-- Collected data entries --
*-*-*
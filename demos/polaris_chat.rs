// demos/polaris_chat.rs
//
// Terminal chat with Polaris. Type a question, or one of:
//   /mode <standard|fast|turbo|deep>   switch thinking mode
//   /image <path>                      attach an image to the next question
//   /speak                             read the last answer aloud
//   /connect                           select an API key
//   /quit
use base64::Engine as _;
use polaris::audio::{PLAYBACK_SAMPLE_RATE_HZ, SpeechPlayer};
use polaris::credential::{connect_key, probe_key};
use polaris::{
    Conversation, CredentialCell, EnvKeyProvider, KeyProvider, MessageRole, Mode, PolarisConfig,
    ResponseClient,
};
use std::io::{BufRead, Write};
use std::path::Path;
use tracing::{info, warn};

#[path = "common/cpal_audio.rs"]
mod cpal_audio;

/// Environment first, then a key pasted on stdin.
struct StdinKeyProvider;

impl KeyProvider for StdinKeyProvider {
    fn has_selected_key(&self) -> bool {
        EnvKeyProvider.has_selected_key()
    }

    fn select_key(&self) -> Option<String> {
        if let Some(key) = EnvKeyProvider.select_key() {
            return Some(key);
        }
        print!("Paste a Gemini API key: ");
        std::io::stdout().flush().ok()?;
        let mut line = String::new();
        std::io::stdin().lock().read_line(&mut line).ok()?;
        Some(line.trim().to_string())
    }
}

fn image_data_uri(path: &Path) -> anyhow::Result<String> {
    let ext = path
        .extension()
        .and_then(|e| e.to_str())
        .map(str::to_ascii_lowercase)
        .unwrap_or_default();
    let mime = match ext.as_str() {
        "png" => "image/png",
        "jpg" | "jpeg" => "image/jpeg",
        "webp" => "image/webp",
        "gif" => "image/gif",
        "heic" => "image/heic",
        other => anyhow::bail!("unsupported image type: .{}", other),
    };
    let bytes = std::fs::read(path)?;
    let encoded = base64::engine::general_purpose::STANDARD.encode(bytes);
    Ok(format!("data:{};base64,{}", mime, encoded))
}

fn read_line() -> Option<String> {
    let mut line = String::new();
    match tokio::task::block_in_place(|| std::io::stdin().lock().read_line(&mut line)) {
        Ok(0) | Err(_) => None,
        Ok(_) => Some(line.trim_end().to_string()),
    }
}

#[tokio::main(flavor = "multi_thread")]
async fn main() -> anyhow::Result<()> {
    tracing_subscriber::fmt()
        .with_env_filter(tracing_subscriber::EnvFilter::from_default_env())
        .init();

    let config = PolarisConfig::from_env();
    let credential = CredentialCell::new();
    if !probe_key(&EnvKeyProvider, &credential) {
        println!("No API key found. Use /connect to add one.");
    }
    let client = ResponseClient::new(config, credential.clone())?;
    let mut conversation = Conversation::new();
    let mut pending_image: Option<String> = None;

    // Output stream must outlive the player.
    let mut speech: Option<(cpal::Stream, SpeechPlayer<cpal_audio::CpalSink>)> = None;

    println!("Polaris ready ({} mode). /quit to exit.", conversation.mode());
    loop {
        print!("> ");
        std::io::stdout().flush()?;
        let Some(line) = read_line() else { break };
        let (command, arg) = match line.split_once(' ') {
            Some((c, a)) => (c, a.trim()),
            None => (line.as_str(), ""),
        };

        match command {
            "/quit" | "/exit" => break,
            "/mode" => match arg.parse::<Mode>() {
                Ok(mode) => {
                    conversation.set_mode(mode);
                    let profile = mode.profile();
                    println!(
                        "Mode {} ({}, search: {}, thinking budget: {:?}).",
                        mode, profile.model, profile.google_search, profile.thinking_budget
                    );
                }
                Err(e) => println!("{}.", e),
            },
            "/image" => match image_data_uri(Path::new(arg)) {
                Ok(uri) => {
                    println!("Attached {} to the next question.", arg);
                    pending_image = Some(uri);
                }
                Err(e) => println!("Could not attach image: {}", e),
            },
            "/connect" => {
                let connected =
                    tokio::task::block_in_place(|| connect_key(&StdinKeyProvider, &credential));
                println!("{}", if connected { "Key connected." } else { "No key connected." });
            }
            "/speak" => {
                let Some(last) = conversation
                    .messages()
                    .iter()
                    .rev()
                    .find(|m| m.role == MessageRole::Model && !m.is_error)
                else {
                    println!("Nothing to read yet.");
                    continue;
                };
                let Some(audio) = client.generate_speech(&last.text).await else {
                    println!("Speech is unavailable right now.");
                    continue;
                };
                if speech.is_none() {
                    match cpal_audio::open_output(PLAYBACK_SAMPLE_RATE_HZ) {
                        Ok((stream, sink)) => speech = Some((stream, SpeechPlayer::new(sink))),
                        Err(e) => {
                            warn!("[Demo] No audio output: {}", e);
                            println!("No audio output device.");
                            continue;
                        }
                    }
                }
                if let Some((_, player)) = speech.as_mut() {
                    if let Err(e) = player.play_base64(&audio) {
                        println!("Could not play speech: {}", e);
                    }
                }
            }
            _ if command.starts_with('/') => println!("Unknown command {}.", command),
            _ => {
                let image = pending_image.take();
                println!("Polaris is thinking...");
                match conversation.submit(&client, &line, image).await {
                    Some(reply) => {
                        println!("\n{}\n", reply.text);
                        for source in &reply.grounding_sources {
                            println!("  - {} <{}>", source.title, source.url);
                        }
                    }
                    None => info!("[Demo] Nothing to send."),
                }
            }
        }
    }

    println!("Goodbye.");
    Ok(())
}
use std::env;
use std::time::Duration;
use tracing::{debug, warn};

pub const DEFAULT_API_BASE: &str = "https://generativelanguage.googleapis.com/v1beta";
pub const DEFAULT_LIVE_URL: &str = "wss://generativelanguage.googleapis.com/ws/google.ai.generativelanguage.v1beta.GenerativeService.BidiGenerateContent";
pub const DEFAULT_LIVE_MODEL: &str = "models/gemini-2.5-flash-native-audio-preview-09-2025";
pub const DEFAULT_TTS_MODEL: &str = "gemini-2.5-flash-preview-tts";
pub const DEFAULT_VOICE: &str = "Kore";
pub const DEFAULT_TIMEOUT_SECS: u64 = 120;

pub const POLARIS_SYSTEM_INSTRUCTION: &str = "You are Polaris, an advanced AI navigator. Your interface is a deep blue orb. You are helpful, precise, and knowledgeable about the world. When using search tools, provide clear summaries.";

/// Names of the environment variables a key may come from, in lookup order.
pub const API_KEY_VARS: [&str; 2] = ["GEMINI_API_KEY", "API_KEY"];

#[derive(Debug, Clone)]
pub struct PolarisConfig {
    pub api_base: String,
    pub live_url: String,
    pub live_model: String,
    pub tts_model: String,
    pub voice_name: String,
    pub system_instruction: String,
    pub request_timeout: Duration,
}

impl Default for PolarisConfig {
    fn default() -> Self {
        Self {
            api_base: DEFAULT_API_BASE.to_string(),
            live_url: DEFAULT_LIVE_URL.to_string(),
            live_model: DEFAULT_LIVE_MODEL.to_string(),
            tts_model: DEFAULT_TTS_MODEL.to_string(),
            voice_name: DEFAULT_VOICE.to_string(),
            system_instruction: POLARIS_SYSTEM_INSTRUCTION.to_string(),
            request_timeout: Duration::from_secs(DEFAULT_TIMEOUT_SECS),
        }
    }
}

impl PolarisConfig {
    /// Builds a config from the process environment, loading a `.env` file
    /// first if one exists. Unset variables keep their defaults.
    pub fn from_env() -> Self {
        dotenv::dotenv().ok();
        let mut config = Self::default();

        if let Ok(base) = env::var("POLARIS_API_BASE") {
            config.api_base = base.trim_end_matches('/').to_string();
        }
        if let Ok(model) = env::var("POLARIS_LIVE_MODEL") {
            config.live_model = model;
        }
        if let Ok(model) = env::var("POLARIS_TTS_MODEL") {
            config.tts_model = model;
        }
        if let Ok(voice) = env::var("POLARIS_VOICE") {
            config.voice_name = voice;
        }
        if let Ok(raw) = env::var("POLARIS_TIMEOUT_SECS") {
            match raw.parse::<u64>() {
                Ok(secs) => config.request_timeout = Duration::from_secs(secs),
                Err(_) => warn!(
                    "[Config] Ignoring POLARIS_TIMEOUT_SECS={:?}: not a whole number of seconds.",
                    raw
                ),
            }
        }

        debug!(
            "[Config] api_base={} live_model={} tts_model={} voice={}",
            config.api_base, config.live_model, config.tts_model, config.voice_name
        );
        config
    }

    pub fn with_api_base(mut self, base: impl Into<String>) -> Self {
        self.api_base = base.into();
        self
    }

    pub fn with_live_url(mut self, url: impl Into<String>) -> Self {
        self.live_url = url.into();
        self
    }

    pub fn with_voice(mut self, voice_name: impl Into<String>) -> Self {
        self.voice_name = voice_name.into();
        self
    }

    pub fn with_system_instruction(mut self, instruction: impl Into<String>) -> Self {
        self.system_instruction = instruction.into();
        self
    }

    pub fn with_request_timeout(mut self, timeout: Duration) -> Self {
        self.request_timeout = timeout;
        self
    }
}
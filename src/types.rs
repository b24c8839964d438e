//! Wire types for the Gemini `generateContent` REST endpoint and the
//! Live `BidiGenerateContent` WebSocket protocol.
//!
//! Field names follow the API's camelCase JSON. Everything optional is
//! skipped when `None` so requests stay minimal.

use serde::{Deserialize, Serialize};

#[derive(Serialize, Deserialize, Debug, Clone, Copy, PartialEq, Eq)]
#[serde(rename_all = "lowercase")]
pub enum Role {
    User,
    Model,
    System,
}

#[derive(Serialize, Deserialize, Debug, Clone, Default, PartialEq)]
#[serde(rename_all = "camelCase")]
pub struct Content {
    #[serde(default)]
    pub parts: Vec<Part>,
    #[serde(skip_serializing_if = "Option::is_none")]
    pub role: Option<Role>,
}

impl Content {
    pub fn text(text: impl Into<String>) -> Self {
        Self {
            parts: vec![Part::text(text)],
            ..Default::default()
        }
    }
}

#[derive(Serialize, Deserialize, Debug, Clone, Default, PartialEq)]
#[serde(rename_all = "camelCase")]
pub struct Part {
    #[serde(skip_serializing_if = "Option::is_none")]
    pub text: Option<String>,
    #[serde(skip_serializing_if = "Option::is_none")]
    pub inline_data: Option<Blob>,
    #[serde(skip_serializing_if = "Option::is_none")]
    pub thought: Option<bool>,
}

impl Part {
    pub fn text(text: impl Into<String>) -> Self {
        Self {
            text: Some(text.into()),
            ..Default::default()
        }
    }

    pub fn inline(blob: Blob) -> Self {
        Self {
            inline_data: Some(blob),
            ..Default::default()
        }
    }
}

/// Inline binary payload, base64-encoded.
#[derive(Serialize, Deserialize, Debug, Clone, PartialEq, Eq)]
#[serde(rename_all = "camelCase")]
pub struct Blob {
    pub mime_type: String,
    pub data: String,
}

#[derive(Serialize, Deserialize, Debug, Clone, Copy, PartialEq, Eq)]
#[serde(rename_all = "SCREAMING_SNAKE_CASE")]
pub enum ResponseModality {
    Text,
    Audio,
}

#[derive(Serialize, Deserialize, Debug, Clone, Default, PartialEq)]
#[serde(rename_all = "camelCase")]
pub struct GenerationConfig {
    #[serde(skip_serializing_if = "Option::is_none")]
    pub temperature: Option<f32>,
    #[serde(skip_serializing_if = "Option::is_none")]
    pub response_modalities: Option<Vec<ResponseModality>>,
    #[serde(skip_serializing_if = "Option::is_none")]
    pub thinking_config: Option<ThinkingConfig>,
    #[serde(skip_serializing_if = "Option::is_none")]
    pub speech_config: Option<SpeechConfig>,
}

#[derive(Serialize, Deserialize, Debug, Clone, Default, PartialEq, Eq)]
#[serde(rename_all = "camelCase")]
pub struct ThinkingConfig {
    #[serde(skip_serializing_if = "Option::is_none")]
    pub thinking_budget: Option<u32>,
}

#[derive(Serialize, Deserialize, Debug, Clone, Default, PartialEq, Eq)]
#[serde(rename_all = "camelCase")]
pub struct SpeechConfig {
    #[serde(skip_serializing_if = "Option::is_none")]
    pub voice_config: Option<VoiceConfig>,
    #[serde(skip_serializing_if = "Option::is_none")]
    pub language_code: Option<String>,
}

impl SpeechConfig {
    pub fn prebuilt_voice(voice_name: impl Into<String>) -> Self {
        Self {
            voice_config: Some(VoiceConfig {
                prebuilt_voice_config: Some(PrebuiltVoiceConfig {
                    voice_name: voice_name.into(),
                }),
            }),
            language_code: None,
        }
    }
}

#[derive(Serialize, Deserialize, Debug, Clone, Default, PartialEq, Eq)]
#[serde(rename_all = "camelCase")]
pub struct VoiceConfig {
    #[serde(skip_serializing_if = "Option::is_none")]
    pub prebuilt_voice_config: Option<PrebuiltVoiceConfig>,
}

#[derive(Serialize, Deserialize, Debug, Clone, PartialEq, Eq)]
#[serde(rename_all = "camelCase")]
pub struct PrebuiltVoiceConfig {
    pub voice_name: String,
}

#[derive(Serialize, Deserialize, Debug, Clone, Default, PartialEq, Eq)]
pub struct GoogleSearch {}

#[derive(Serialize, Deserialize, Debug, Clone, Default, PartialEq, Eq)]
#[serde(rename_all = "camelCase")]
pub struct Tool {
    #[serde(skip_serializing_if = "Option::is_none")]
    pub google_search: Option<GoogleSearch>,
}

impl Tool {
    pub fn google_search() -> Self {
        Self {
            google_search: Some(GoogleSearch {}),
        }
    }
}

// ---------------------------------------------------------------------------
// generateContent
// ---------------------------------------------------------------------------

#[derive(Serialize, Deserialize, Debug, Clone, Default, PartialEq)]
#[serde(rename_all = "camelCase")]
pub struct GenerateContentRequest {
    pub contents: Vec<Content>,
    #[serde(skip_serializing_if = "Option::is_none")]
    pub system_instruction: Option<Content>,
    #[serde(skip_serializing_if = "Option::is_none")]
    pub tools: Option<Vec<Tool>>,
    #[serde(skip_serializing_if = "Option::is_none")]
    pub generation_config: Option<GenerationConfig>,
}

#[derive(Deserialize, Debug, Clone, Default)]
#[serde(rename_all = "camelCase")]
pub struct GenerateContentResponse {
    #[serde(default)]
    pub candidates: Vec<Candidate>,
    #[serde(default)]
    pub usage_metadata: Option<UsageMetadata>,
}

#[derive(Deserialize, Debug, Clone, Default)]
#[serde(rename_all = "camelCase")]
pub struct Candidate {
    #[serde(default)]
    pub content: Option<Content>,
    #[serde(default)]
    pub finish_reason: Option<String>,
    #[serde(default)]
    pub grounding_metadata: Option<GroundingMetadata>,
}

#[derive(Deserialize, Debug, Clone, Default)]
#[serde(rename_all = "camelCase")]
pub struct GroundingMetadata {
    #[serde(default)]
    pub grounding_chunks: Vec<GroundingChunk>,
    #[serde(default)]
    pub web_search_queries: Vec<String>,
}

#[derive(Deserialize, Debug, Clone, Default)]
#[serde(rename_all = "camelCase")]
pub struct GroundingChunk {
    #[serde(default)]
    pub web: Option<WebChunk>,
    #[serde(default)]
    pub retrieved_context: Option<serde_json::Value>,
}

#[derive(Deserialize, Debug, Clone, Default)]
#[serde(rename_all = "camelCase")]
pub struct WebChunk {
    #[serde(default)]
    pub uri: Option<String>,
    #[serde(default)]
    pub title: Option<String>,
}

#[derive(Deserialize, Debug, Clone, Default, PartialEq, Eq)]
#[serde(rename_all = "camelCase")]
pub struct UsageMetadata {
    #[serde(default)]
    pub prompt_token_count: Option<u32>,
    #[serde(default, alias = "responseTokenCount")]
    pub candidates_token_count: Option<u32>,
    #[serde(default)]
    pub total_token_count: Option<u32>,
}

/// Error envelope returned with non-2xx statuses.
#[derive(Deserialize, Debug, Clone)]
pub struct ApiErrorEnvelope {
    pub error: ApiErrorBody,
}

#[derive(Deserialize, Debug, Clone)]
pub struct ApiErrorBody {
    #[serde(default)]
    pub code: Option<u16>,
    #[serde(default)]
    pub message: Option<String>,
    #[serde(default)]
    pub status: Option<String>,
}

// ---------------------------------------------------------------------------
// Live API (BidiGenerateContent)
// ---------------------------------------------------------------------------

#[derive(Serialize, Debug, Clone, Default)]
#[serde(rename_all = "camelCase")]
pub struct BidiGenerateContentSetup {
    pub model: String,
    #[serde(skip_serializing_if = "Option::is_none")]
    pub generation_config: Option<GenerationConfig>,
    #[serde(skip_serializing_if = "Option::is_none")]
    pub system_instruction: Option<Content>,
    #[serde(skip_serializing_if = "Option::is_none")]
    pub tools: Option<Vec<Tool>>,
    #[serde(skip_serializing_if = "Option::is_none")]
    pub input_audio_transcription: Option<AudioTranscriptionConfig>,
    #[serde(skip_serializing_if = "Option::is_none")]
    pub output_audio_transcription: Option<AudioTranscriptionConfig>,
}

#[derive(Serialize, Deserialize, Debug, Clone, Default, PartialEq, Eq)]
pub struct AudioTranscriptionConfig {}

#[derive(Serialize, Debug, Clone, Default)]
#[serde(rename_all = "camelCase")]
pub struct BidiGenerateContentClientContent {
    #[serde(skip_serializing_if = "Option::is_none")]
    pub turns: Option<Vec<Content>>,
    #[serde(skip_serializing_if = "Option::is_none")]
    pub turn_complete: Option<bool>,
}

#[derive(Serialize, Debug, Clone, Default)]
pub struct ActivityStart {}

#[derive(Serialize, Debug, Clone, Default)]
pub struct ActivityEnd {}

#[derive(Serialize, Debug, Clone, Default)]
#[serde(rename_all = "camelCase")]
pub struct BidiGenerateContentRealtimeInput {
    #[serde(skip_serializing_if = "Option::is_none")]
    pub audio: Option<Blob>,
    #[serde(skip_serializing_if = "Option::is_none")]
    pub text: Option<String>,
    #[serde(skip_serializing_if = "Option::is_none")]
    pub activity_start: Option<ActivityStart>,
    #[serde(skip_serializing_if = "Option::is_none")]
    pub activity_end: Option<ActivityEnd>,
    #[serde(skip_serializing_if = "Option::is_none")]
    pub audio_stream_end: Option<bool>,
}

/// A message the client sends over the Live socket. Serializes to the
/// externally tagged form the API expects, e.g. `{"realtimeInput": {...}}`.
#[derive(Serialize, Debug, Clone)]
#[serde(rename_all = "camelCase")]
pub enum ClientMessagePayload {
    Setup(BidiGenerateContentSetup),
    ClientContent(BidiGenerateContentClientContent),
    RealtimeInput(BidiGenerateContentRealtimeInput),
}

#[derive(Deserialize, Debug, Clone, Default)]
#[serde(rename_all = "camelCase")]
pub struct ServerMessage {
    #[serde(default)]
    pub setup_complete: Option<serde_json::Value>,
    #[serde(default)]
    pub server_content: Option<BidiGenerateContentServerContent>,
    #[serde(default)]
    pub usage_metadata: Option<UsageMetadata>,
    #[serde(default)]
    pub go_away: Option<GoAway>,
    #[serde(default)]
    pub tool_call: Option<serde_json::Value>,
}

#[derive(Deserialize, Debug, Clone, Default)]
#[serde(rename_all = "camelCase")]
pub struct BidiGenerateContentServerContent {
    #[serde(default)]
    pub model_turn: Option<Content>,
    #[serde(default)]
    pub turn_complete: bool,
    #[serde(default)]
    pub generation_complete: bool,
    #[serde(default)]
    pub interrupted: bool,
    #[serde(default)]
    pub input_transcription: Option<Transcription>,
    #[serde(default)]
    pub output_transcription: Option<Transcription>,
}

#[derive(Deserialize, Debug, Clone, Default, PartialEq, Eq)]
pub struct Transcription {
    #[serde(default)]
    pub text: String,
}

#[derive(Deserialize, Debug, Clone, Default)]
#[serde(rename_all = "camelCase")]
pub struct GoAway {
    #[serde(default)]
    pub time_left: Option<String>,
}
*-*-*
Word for word, repeat the data from its first line through the line with "last answer aloud", including both of those lines and no others.

-- Solution to the exercise --
filename demos/polaris_chat.rs
// demos/polaris_chat.rs
//
// Terminal chat with Polaris. Type a question, or one of:
//   /mode <standard|fast|turbo|deep>   switch thinking mode
//   /image <path>                      attach an image to the next question
//   /speak                             read the last answer aloud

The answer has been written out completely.